Permanent destruction of follicles can be achieved with freezing the follicles to the temperature of –20°C. A thermocouple, if is available, should be used (see following image). The tip should be placed directly on the anterior tarsal surface for distichiasis.

This picture demonstrates the cryotherapy of the l This picture demonstrates the cryotherapy of the lower lid with distichiasis. From Ophthalmic Plastic Surgery: Prevention and Management of Complications by Dortzbach.

Protect the globe by placing a shield and lubricants. The lid also should be held away from the globe.

Nitrous oxide or carbon dioxide has been used as a cryogen. Effective cryosurgical treatment requires a double application of the probe and slow thaw. Complications of this procedure include depigmentation of the skin, eyelid notching, madarosis, severe postoperative pain, edema, symblepharon, necrosis, and regrowth. Cryotherapy, especially with the double freeze-thaw technique, may have a success rate of 95%.

Argon laser ablation

This procedure is not widely used, and it is only useful for few aberrant cilia.

The patient receives topical, local, or no anesthesia, and sits at the slit lamp that is equipped with an argon laser. The laser settings are as follows: power of 1000-1500 mW; spot size of 50-100 µm; and duration of 0.1-0.2 s.

The lid margin is rotated outward, and the laser is aimed at the hair shaft. A total of 12-30 shots are needed per lash.

The complications of this procedure are very similar to complications of electrolysis. Recurrence rate for electrolysis and argon laser ablation vary from 12-41%.

Diode laser

The 810 nm diode laser has been used to treat abnormal lashes. This laser has also been shown to be safe in the periorbital region. The pulse length used is approximately 50 ms, and the energy intensity is approximately 50 J/cm2.

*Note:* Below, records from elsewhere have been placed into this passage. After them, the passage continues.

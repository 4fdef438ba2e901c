//! Building-wide trip satisfaction.

use serde::{Deserialize, Serialize};

/// Running mean of per-trip satisfaction samples
#[derive(Debug, Clone, Default, Serialize, Deserialize)]
pub struct SatisfactionTracker {
    sum: f64,
    count: u64,
}

impl SatisfactionTracker {
    pub fn new() -> Self {
        Self::default()
    }

    /// Record one trip outcome. Samples are clamped to 0..=1.
    pub fn record(&mut self, sample: f32) {
        let sample = if sample.is_nan() { 0.0 } else { sample.clamp(0.0, 1.0) };
        self.sum += sample as f64;
        self.count += 1;
    }

    /// Mean satisfaction; 1.0 before any trip has completed
    pub fn mean(&self) -> f32 {
        if self.count == 0 {
            1.0
        } else {
            (self.sum / self.count as f64) as f32
        }
    }

    pub fn trips(&self) -> u64 {
        self.count
    }
}
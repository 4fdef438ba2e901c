//! Build and demolish: the grid click entry point.
//!
//! Every handler validates the whole action first, then charges the
//! economy, then mutates. A rejected click leaves the tower untouched.

use serde::{Deserialize, Serialize};

use crate::components::{Feature, Person, ShaftId, ShaftKind, TenantId, TenantKind, Tile};
use crate::economy::Economy;
use crate::engine::TowerEngine;
use crate::error::{BuildError, GridError};
use crate::events::SimEvent;
use crate::shafts::{Shaft, SHAFT_WIDTH};
use crate::tenants::TenantUnit;

/// What a click on the grid does
#[derive(Debug, Clone, Copy, PartialEq, Eq, Default, Serialize, Deserialize)]
pub enum BuildMode {
    /// Calls a car when clicking a shaft
    #[default]
    None,
    Floor,
    Elevator,
    ServiceElevator,
    Tenant(TenantKind),
    Demolish,
}

/// Result of an accepted click
#[derive(Debug, Clone, Copy, PartialEq, Eq, Serialize, Deserialize)]
pub enum ClickOutcome {
    Nothing,
    FloorBuilt { floor: i32 },
    ShaftBuilt { shaft: ShaftId },
    ShaftExtended { shaft: ShaftId, min_floor: i32, max_floor: i32 },
    CarAdded { shaft: ShaftId, index: usize },
    TenantBuilt { unit: TenantId, kind: TenantKind },
    Demolished { refund: i64 },
    CarCalled { shaft: ShaftId, car: Option<usize> },
}

impl<E: Economy> TowerEngine<E> {
    /// Apply a click at `(grid_x, floor)`. Rejections are logged and queued
    /// as `SimEvent::BuildRejected`.
    pub fn handle_grid_click(
        &mut self,
        grid_x: i32,
        floor: i32,
        mode: BuildMode,
    ) -> Result<ClickOutcome, BuildError> {
        let result = self.check_column(grid_x, floor, mode).and_then(|()| match mode {
            BuildMode::None => Ok(self.call_car(grid_x, floor)),
            BuildMode::Floor => self.build_floor(floor),
            BuildMode::Elevator => self.build_elevator(ShaftKind::Passenger, grid_x, floor),
            BuildMode::ServiceElevator => self.build_elevator(ShaftKind::Service, grid_x, floor),
            BuildMode::Tenant(kind) => self.build_tenant(kind, grid_x, floor),
            BuildMode::Demolish => self.demolish(grid_x, floor),
        });
        if let Err(err) = &result {
            log::warn!("{:?} at floor {} x={} rejected: {}", mode, floor, grid_x, err);
            self.events.push(SimEvent::BuildRejected {
                reason: err.to_string(),
            });
        }
        result
    }

    /// Clicks that place or remove something must land inside the grid
    fn check_column(&self, grid_x: i32, floor: i32, mode: BuildMode) -> Result<(), BuildError> {
        let width = match mode {
            BuildMode::None | BuildMode::Floor => return Ok(()),
            BuildMode::Elevator | BuildMode::ServiceElevator => SHAFT_WIDTH,
            BuildMode::Tenant(kind) => self.config.tenants.rule(kind).width,
            BuildMode::Demolish => 1,
        };
        if (0..self.grid.width()).contains(&grid_x) {
            return Ok(());
        }
        Err(BuildError::Grid(GridError::OutOfBounds {
            floor,
            start: grid_x,
            end: grid_x.saturating_add(width),
        }))
    }

    fn charge(&mut self, cost: i64) -> Result<(), BuildError> {
        if self.economy.spend_money(cost) {
            Ok(())
        } else {
            Err(BuildError::InsufficientFunds { cost })
        }
    }

    fn require(&self, feature: Feature) -> Result<(), BuildError> {
        if self.economy.is_feature_unlocked(feature) {
            Ok(())
        } else {
            Err(BuildError::FeatureLocked(feature))
        }
    }

    fn call_car(&mut self, grid_x: i32, floor: i32) -> ClickOutcome {
        let Some(id) = self.shafts.find_at(floor, grid_x).map(|s| s.id) else {
            return ClickOutcome::Nothing;
        };
        let car = self.shafts.get_mut(id).and_then(|s| s.dispatch_call(floor));
        ClickOutcome::CarCalled { shaft: id, car }
    }

    pub fn build_floor(&mut self, floor: i32) -> Result<ClickOutcome, BuildError> {
        self.grid.can_add_floor(floor, false)?;
        let cost = if floor < 0 {
            self.require(Feature::Basement)?;
            self.config.costs.basement_floor
        } else {
            self.config.costs.floor
        };
        self.charge(cost)?;
        self.grid.add_floor(floor, false)?;
        log::info!("floor {} built for {}", floor, cost);
        Ok(ClickOutcome::FloorBuilt { floor })
    }

    pub fn build_elevator(
        &mut self,
        kind: ShaftKind,
        grid_x: i32,
        floor: i32,
    ) -> Result<ClickOutcome, BuildError> {
        if kind == ShaftKind::Service {
            self.require(Feature::ServiceElevator)?;
        }
        let existing = self
            .shafts
            .find_covering(kind, grid_x)
            .map(|s| (s.id, s.serves(floor), s.cars.len(), s.min_floor, s.max_floor));

        match existing {
            Some((id, true, cars, _, _)) => {
                if cars >= self.config.elevator.max_cars_per_shaft {
                    return Err(BuildError::ShaftFull { x: id.x });
                }
                let cost = self.config.costs.car;
                self.charge(cost)?;
                let floor_height = self.grid.floor_height_px();
                let Some(shaft) = self.shafts.get_mut(id) else {
                    return Err(BuildError::ShaftFull { x: id.x });
                };
                let index = shaft.add_car(floor, floor_height);
                shaft.invested += cost;
                log::info!("car {} added to shaft x={} at floor {}", index, id.x, floor);
                Ok(ClickOutcome::CarAdded { shaft: id, index })
            }
            Some((id, false, _, min_floor, max_floor)) => {
                if !self.grid.has_floor(floor) {
                    return Err(GridError::NoSuchFloor(floor).into());
                }
                let added: Vec<i32> = if floor < min_floor {
                    (floor..min_floor).collect()
                } else {
                    (max_floor + 1..=floor).collect()
                };
                for &f in &added {
                    self.grid.can_occupy(f, id.x, SHAFT_WIDTH)?;
                }
                let cost = self.config.costs.extension_per_floor * added.len() as i64;
                self.charge(cost)?;
                for &f in &added {
                    self.grid.occupy_tiles(f, id.x, SHAFT_WIDTH, Tile::Shaft(kind))?;
                }
                let Some(shaft) = self.shafts.get_mut(id) else {
                    return Err(BuildError::ShaftInUse { x: id.x });
                };
                shaft.min_floor = shaft.min_floor.min(floor);
                shaft.max_floor = shaft.max_floor.max(floor);
                shaft.invested += cost;
                log::info!(
                    "shaft x={} extended to floors {}..={}",
                    id.x,
                    shaft.min_floor,
                    shaft.max_floor
                );
                Ok(ClickOutcome::ShaftExtended {
                    shaft: id,
                    min_floor: shaft.min_floor,
                    max_floor: shaft.max_floor,
                })
            }
            None => {
                if self.shafts.overlapping(grid_x).is_some() {
                    return Err(BuildError::ShaftOverlap { x: grid_x });
                }
                self.grid.can_occupy(floor, grid_x, SHAFT_WIDTH)?;
                let cost = match kind {
                    ShaftKind::Passenger => self.config.costs.shaft,
                    ShaftKind::Service => self.config.costs.service_shaft,
                };
                self.charge(cost)?;
                self.grid
                    .occupy_tiles(floor, grid_x, SHAFT_WIDTH, Tile::Shaft(kind))?;
                let id = ShaftId::new(kind, grid_x);
                self.shafts
                    .insert(Shaft::new(id, floor, self.grid.floor_height_px(), cost));
                log::info!("{:?} shaft built at x={} floor {}", kind, grid_x, floor);
                Ok(ClickOutcome::ShaftBuilt { shaft: id })
            }
        }
    }

    pub fn build_tenant(
        &mut self,
        kind: TenantKind,
        grid_x: i32,
        floor: i32,
    ) -> Result<ClickOutcome, BuildError> {
        let rule = self.config.tenants.rule(kind);
        let (width, cost, population, floors, unlock) =
            (rule.width, rule.cost, rule.build_population(), rule.floors, rule.unlock);

        if let Some(feature) = unlock {
            self.require(feature)?;
        }
        if !floors.allows(floor) {
            return Err(BuildError::FloorNotAllowed { kind, floor });
        }
        self.grid.can_occupy(floor, grid_x, width)?;
        self.charge(cost)?;
        self.grid
            .occupy_tiles(floor, grid_x, width, Tile::Tenant(kind))?;
        self.tenants
            .insert(TenantUnit::new(kind, floor, grid_x, width, self.clock.day()));
        if population != 0 {
            self.economy.change_population(population);
        }
        log::info!("{} built at floor {} x={}", kind, floor, grid_x);
        Ok(ClickOutcome::TenantBuilt {
            unit: TenantId::new(floor, grid_x),
            kind,
        })
    }

    /// Remove the tenant unit or shaft under the click and refund it
    pub fn demolish(&mut self, grid_x: i32, floor: i32) -> Result<ClickOutcome, BuildError> {
        if let Some(unit) = self.tenants.find_at(floor, grid_x).map(|u| u.id) {
            return self.demolish_unit(unit);
        }
        if let Some(id) = self.shafts.find_at(floor, grid_x).map(|s| s.id) {
            return self.demolish_shaft(id, floor);
        }
        Err(BuildError::NothingToDemolish { floor, x: grid_x })
    }

    fn demolish_unit(&mut self, id: TenantId) -> Result<ClickOutcome, BuildError> {
        let in_use = self.people_where(|p, j| {
            let references = p.home == id || j.trip.goal.unit() == Some(id);
            references && !j.resting_at(id)
        });
        if !in_use.is_empty() {
            return Err(BuildError::UnitInUse { floor: id.floor, x: id.x });
        }
        let Some(unit) = self.tenants.remove(id) else {
            return Err(BuildError::NoSuchUnit { floor: id.floor, x: id.x });
        };
        let rule = self.config.tenants.rule(unit.kind);
        let (refund, population) = (rule.refund, unit.current_population(rule));

        let evicted = self.people_where(|_, j| j.resting_at(id));
        for entity in evicted {
            let kind = self
                .world
                .get::<&Person>(entity)
                .map(|p| p.kind)
                .unwrap_or(unit.kind);
            self.despawn(entity, kind);
        }
        if population != 0 {
            self.economy.change_population(-population);
        }
        self.grid.clear_tiles(id.floor, id.x, unit.width);
        self.economy.earn_money(refund);
        log::info!("{} at floor {} x={} demolished, refund {}", unit.kind, id.floor, id.x, refund);
        Ok(ClickOutcome::Demolished { refund })
    }

    fn demolish_shaft(&mut self, id: ShaftId, floor: i32) -> Result<ClickOutcome, BuildError> {
        let users = self.people_where(|_, j| j.state.shaft() == Some(id));
        let busy = self
            .shafts
            .get(id)
            .is_some_and(|s| s.passenger_count() > 0);
        if !users.is_empty() || busy || self.queues.waiting_at(id) > 0 {
            return Err(BuildError::ShaftInUse { x: id.x });
        }
        let Some(shaft) = self.shafts.remove(id) else {
            return Err(BuildError::NothingToDemolish { floor, x: id.x });
        };
        for f in shaft.min_floor..=shaft.max_floor {
            self.grid.clear_tiles(f, id.x, SHAFT_WIDTH);
        }
        let refund = (shaft.invested as f64 * self.config.costs.refund_ratio).round() as i64;
        self.economy.earn_money(refund);
        log::info!("shaft x={} demolished, refund {}", id.x, refund);
        Ok(ClickOutcome::Demolished { refund })
    }
}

For best results, 4-5 treatments are needed 4-6 weeks apart.

An efficacy study on diode laser treatment of trichiasis has been conducted, and, according to this study, diode laser treatment is an effective tool in treating trichiasis.[6]

Trephination

McCracken and Kikkawa described a new technique, in which they use a Sisler ophthalmic microtrephine 1.0 mm to cut the lash follicles.[7]

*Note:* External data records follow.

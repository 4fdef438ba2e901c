//! Property tests for dispatch, stress and satisfaction bounds.

use proptest::prelude::*;

use skyrise_core::components::{ShaftId, ShaftKind, Stress};
use skyrise_core::satisfaction::SatisfactionTracker;
use skyrise_core::shafts::{CarState, Shaft};

const FLOOR_HEIGHT: f32 = 48.0;

/// A shaft over floors 0..=max with cars parked or moving at random
fn shaft_with(max: i32, cars: &[(i32, Option<i32>)]) -> Shaft {
    let mut shaft = Shaft::new(ShaftId::new(ShaftKind::Passenger, 4), 0, FLOOR_HEIGHT, 0);
    shaft.max_floor = max;
    shaft.cars.clear();
    for &(floor, target) in cars {
        let index = shaft.add_car(floor.clamp(0, max), FLOOR_HEIGHT);
        if let Some(target) = target {
            let car = &mut shaft.cars[index];
            car.add_stop(target.clamp(0, max), false);
            car.select_next_stop();
        }
    }
    shaft
}

fn cars_strategy() -> impl Strategy<Value = Vec<(i32, Option<i32>)>> {
    prop::collection::vec((0..12i32, prop::option::of(0..12i32)), 1..5)
}

proptest! {
    #[test]
    fn hall_calls_are_never_shared(
        cars in cars_strategy(),
        calls in prop::collection::vec(0..12i32, 0..40),
    ) {
        let mut shaft = shaft_with(11, &cars);
        for floor in calls {
            shaft.dispatch_call(floor);
        }
        for floor in 0..=11 {
            let holders = shaft.cars.iter().filter(|c| c.has_hall_call(floor)).count();
            prop_assert!(holders <= 1);
        }
        for car in &shaft.cars {
            let mut floors: Vec<i32> = car.stops().iter().map(|s| s.floor).collect();
            let before = floors.len();
            floors.sort_unstable();
            floors.dedup();
            prop_assert_eq!(before, floors.len());
        }
    }

    #[test]
    fn repeated_call_is_idempotent(cars in cars_strategy(), floor in 0..12i32) {
        let mut shaft = shaft_with(11, &cars);
        shaft.dispatch_call(floor);
        let stops: Vec<_> = shaft.cars.iter().map(|c| c.stops().to_vec()).collect();
        let states: Vec<_> = shaft.cars.iter().map(|c| (c.state, c.target)).collect();

        prop_assert_eq!(shaft.dispatch_call(floor), None);
        let after: Vec<_> = shaft.cars.iter().map(|c| c.stops().to_vec()).collect();
        let after_states: Vec<_> = shaft.cars.iter().map(|c| (c.state, c.target)).collect();
        prop_assert_eq!(stops, after);
        prop_assert_eq!(states, after_states);
    }

    #[test]
    fn idle_cars_always_answer(floors in prop::collection::vec(0..12i32, 1..5), call in 0..12i32) {
        let cars: Vec<_> = floors.iter().map(|&f| (f, None)).collect();
        let mut shaft = shaft_with(11, &cars);
        let chosen = shaft.dispatch_call(call);
        prop_assert!(chosen.is_some());
        let index = chosen.unwrap_or(0);
        let best = floors.iter().map(|f| (f - call).abs()).min().unwrap_or(0);
        prop_assert_eq!((floors[index] - call).abs(), best);
        prop_assert!(floors[..index].iter().all(|f| (f - call).abs() > best));
        prop_assert_eq!(shaft.cars[index].state, CarState::Moving);
    }

    #[test]
    fn stress_stays_in_bounds(steps in prop::collection::vec(-50.0f32..80.0, 0..30)) {
        let mut stress = Stress::default();
        for amount in steps {
            stress.accrue(amount, 100.0);
            prop_assert!((0.0..=100.0).contains(&stress.value));
            let s = stress.trip_satisfaction(100.0);
            prop_assert!((0.0..=1.0).contains(&s));
            prop_assert!((s - (1.0 - stress.value / 100.0)).abs() < 1e-5);
        }
    }

    #[test]
    fn satisfaction_mean_stays_in_unit_range(
        samples in prop::collection::vec(-5.0f32..5.0, 0..50),
    ) {
        let mut tracker = SatisfactionTracker::new();
        for s in &samples {
            tracker.record(*s);
        }
        let mean = tracker.mean();
        prop_assert!((0.0..=1.0).contains(&mean));
        prop_assert_eq!(tracker.trips(), samples.len() as u64);
    }
}
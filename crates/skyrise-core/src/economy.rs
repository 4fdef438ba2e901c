//! Economy collaborator interface and a reference implementation.
//!
//! The simulation core only ever talks to money and progression through the
//! `Economy` trait. `Ledger` is the bookkeeping used by the harness and tests;
//! rent and VIP approval are economy-side rules built on the core's readouts.

use std::collections::BTreeSet;

use serde::{Deserialize, Serialize};

use crate::components::{Feature, TenantKind};
use crate::tenants::{TenantCounts, TenantTable};

/// Money, population and progression, owned outside the core
pub trait Economy {
    /// Debit `amount`; returns false without debiting on insufficient funds
    fn spend_money(&mut self, amount: i64) -> bool;
    fn earn_money(&mut self, amount: i64);
    fn change_population(&mut self, delta: i32);
    fn is_feature_unlocked(&self, feature: Feature) -> bool;
}

/// Population needed for each star rating, starting at two stars
pub const STAR_THRESHOLDS: [u32; 4] = [100, 300, 1_000, 2_500];

/// Star rating at which a feature unlocks
pub fn feature_star(feature: Feature) -> u8 {
    match feature {
        Feature::Basement | Feature::ServiceElevator | Feature::FoodCourt | Feature::Security => 2,
        Feature::Hotel | Feature::Housekeeping | Feature::Coworking => 3,
        Feature::Condo | Feature::Daycare => 4,
    }
}

/// Reference `Economy`: a cash balance, a population counter, and star
/// progression driven by population.
#[derive(Debug, Clone, Default, Serialize, Deserialize)]
pub struct Ledger {
    pub money: i64,
    pub population: i32,
    /// Features unlocked regardless of stars
    pub unlocked: BTreeSet<Feature>,
    pub total_earned: i64,
    pub total_spent: i64,
}

impl Ledger {
    pub fn new(money: i64) -> Self {
        Self {
            money,
            ..Default::default()
        }
    }

    /// A ledger with every feature unlocked
    pub fn unlocked(money: i64) -> Self {
        let mut ledger = Self::new(money);
        ledger.unlocked.extend([
            Feature::Basement,
            Feature::ServiceElevator,
            Feature::FoodCourt,
            Feature::Hotel,
            Feature::Housekeeping,
            Feature::Security,
            Feature::Coworking,
            Feature::Condo,
            Feature::Daycare,
        ]);
        ledger
    }

    pub fn stars(&self) -> u8 {
        let pop = self.population.max(0) as u32;
        1 + STAR_THRESHOLDS.iter().filter(|&&t| pop >= t).count() as u8
    }

    /// Collect one day of rent; returns the amount earned
    pub fn collect_rent(
        &mut self,
        counts: &TenantCounts,
        satisfaction: f32,
        table: &TenantTable,
    ) -> i64 {
        let rent = daily_rent(counts, satisfaction, table);
        self.earn_money(rent);
        rent
    }
}

impl Economy for Ledger {
    fn spend_money(&mut self, amount: i64) -> bool {
        if amount < 0 || self.money < amount {
            return false;
        }
        self.money -= amount;
        self.total_spent += amount;
        true
    }

    fn earn_money(&mut self, amount: i64) {
        self.money += amount;
        self.total_earned += amount;
    }

    fn change_population(&mut self, delta: i32) {
        self.population = (self.population + delta).max(0);
    }

    fn is_feature_unlocked(&self, feature: Feature) -> bool {
        self.unlocked.contains(&feature) || self.stars() >= feature_star(feature)
    }
}

/// Daily rent for the current tenant collections. Satisfaction scales rent
/// linearly from half (0.0) to full (1.0).
pub fn daily_rent(counts: &TenantCounts, satisfaction: f32, table: &TenantTable) -> i64 {
    let base: i64 = TenantKind::ALL
        .iter()
        .map(|&kind| counts.get(kind) as i64 * table.rule(kind).rent)
        .sum();
    let factor = 0.5 + 0.5 * satisfaction.clamp(0.0, 1.0) as f64;
    (base as f64 * factor).round() as i64
}

/// A visiting VIP approves the building when people are happy enough and
/// the hotel has few complaints.
pub fn vip_approves(satisfaction: f32, hotel_complaints: u32) -> bool {
    satisfaction >= 0.7 && hotel_complaints <= 2
}

#[cfg(test)]
mod tests {
    use super::*;

    #[test]
    fn test_spend_fails_without_funds() {
        let mut ledger = Ledger::new(100);
        assert!(!ledger.spend_money(150));
        assert_eq!(ledger.money, 100);
        assert!(ledger.spend_money(100));
        assert_eq!(ledger.money, 0);
        assert_eq!(ledger.total_spent, 100);
    }

    #[test]
    fn test_stars_unlock_features() {
        let mut ledger = Ledger::new(0);
        assert_eq!(ledger.stars(), 1);
        assert!(!ledger.is_feature_unlocked(Feature::FoodCourt));

        ledger.change_population(150);
        assert_eq!(ledger.stars(), 2);
        assert!(ledger.is_feature_unlocked(Feature::FoodCourt));
        assert!(!ledger.is_feature_unlocked(Feature::Hotel));

        ledger.change_population(-1_000);
        assert_eq!(ledger.population, 0);
    }

    #[test]
    fn test_explicit_unlocks() {
        let ledger = Ledger::unlocked(0);
        assert!(ledger.is_feature_unlocked(Feature::Daycare));
    }

    #[test]
    fn test_rent_scales_with_satisfaction() {
        let table = TenantTable::default();
        let mut counts = TenantCounts::default();
        counts.by_kind.insert(TenantKind::Office, 2);
        let full = daily_rent(&counts, 1.0, &table);
        assert_eq!(full, 2 * table.rule(TenantKind::Office).rent);
        assert_eq!(daily_rent(&counts, 0.0, &table), full / 2);

        let mut ledger = Ledger::new(0);
        assert_eq!(ledger.collect_rent(&counts, 1.0, &table), full);
        assert_eq!(ledger.money, full);
    }

    #[test]
    fn test_vip_approval() {
        assert!(vip_approves(0.9, 0));
        assert!(!vip_approves(0.5, 0));
        assert!(!vip_approves(0.9, 5));
    }
}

This technique seems to be safe and much faster than other surgical procedures for the treatment of trichiasis or distichiasis, with less complication and scarring.[7]

Consultations

Some comprehensive ophthalmologists are capable of taking care of simple cases of distichiasis. However, most patients with this disorder should be referred to an ophthalmic plastics and reconstructive surgeon.

 

Medication

Medication Summary

Ophthalmic lubricants without preservatives can be used in the eyes 3-4 times a day to protect the cornea in cases in which evidence of corneal epithelial damage is seen. Surgical intervention in these cases is eminent and the lubricants only help for a short period of time.

Ophthalmic lubricants

Class Summary

Prevent excessive dryness and irritation of the eye.

Artificial tears

Act to stabilize and thicken precorneal tear film and prolong tear film break-up time, which occurs with dry eye states.